To do —
Pick out each line in these entries that contains the string "derive".
Exercise data section start
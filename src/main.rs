use std::path::PathBuf;
use std::sync::Arc;

use anyhow::Result;
use clap::{Parser, Subcommand};
use tokio::net::TcpListener;

use whiff_watcher::config::{parse_date, AppConfig};
use whiff_watcher::data;
use whiff_watcher::monitoring::logger;
use whiff_watcher::output::snapshot;
use whiff_watcher::server::{self, AppState};
use whiff_watcher::watcher::WhiffWatcher;

#[derive(Debug, Parser)]
#[command(name = "whiff-watcher", version, about = "Batter/pitcher strikeout matchup ratings")]
struct Cli {
    #[command(subcommand)]
    command: Option<Command>,
}

#[derive(Debug, Subcommand)]
enum Command {
    /// Run the HTTP API (default).
    Serve,
    /// Generate ratings once and write the JSON snapshot.
    Generate {
        /// Target date (YYYY-MM-DD). Defaults to the configured date or today.
        #[arg(long)]
        date: Option<String>,
        /// Snapshot path. Defaults to `{static_dir}/{snapshot_file}`.
        #[arg(long)]
        output: Option<PathBuf>,
    },
}

#[tokio::main]
async fn main() -> Result<()> {
    let cli = Cli::parse();
    let config = AppConfig::load()?;

    logger::init_logging(&config.monitoring)?;

    tracing::info!(
        season = config.season.year,
        provider = ?config.provider.kind,
        "Whiff Watcher starting"
    );

    let provider = data::build_provider(&config)?;
    let watcher = Arc::new(WhiffWatcher::new(config.clone(), provider));

    match cli.command.unwrap_or(Command::Serve) {
        Command::Serve => run_server(config, watcher).await,
        Command::Generate { date, output } => run_generate(&config, &watcher, date, output).await,
    }
}

async fn run_server(config: AppConfig, watcher: Arc<WhiffWatcher>) -> Result<()> {
    if config.server.generate_on_startup {
        let envelope = watcher.generate(None).await;
        match snapshot::write(&config.server.snapshot_path(), &envelope).await {
            Ok(()) => tracing::info!(
                total_ratings = envelope.total_ratings(),
                "Initial whiff watch data generated"
            ),
            Err(e) => tracing::warn!(error = %e, "Could not generate initial data"),
        }
    }

    let addr = format!("{}:{}", config.server.bind, config.server.port);
    let listener = TcpListener::bind(&addr).await?;
    server::serve(listener, server::router(AppState::new(watcher))).await
}

async fn run_generate(
    config: &AppConfig,
    watcher: &WhiffWatcher,
    date: Option<String>,
    output: Option<PathBuf>,
) -> Result<()> {
    let date = date.as_deref().map(parse_date).transpose()?;
    let path = output.unwrap_or_else(|| config.server.snapshot_path());

    let envelope = watcher.generate(date).await;
    snapshot::write(&path, &envelope).await?;

    let written = snapshot::read(&path).await?;
    if written["error"].as_bool().unwrap_or(false) {
        tracing::warn!(
            path = %path.display(),
            error_type = written["error_type"].as_str().unwrap_or_default(),
            "Wrote error envelope"
        );
    }
    let total = written["data_summary"]["total_whiff_ratings"].as_u64().unwrap_or(0);
    println!("{total} whiff ratings written to {}", path.display());

    Ok(())
}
Exercise data section end
Expected answer —
#[derive(Debug, Parser)]
#[derive(Debug, Subcommand)]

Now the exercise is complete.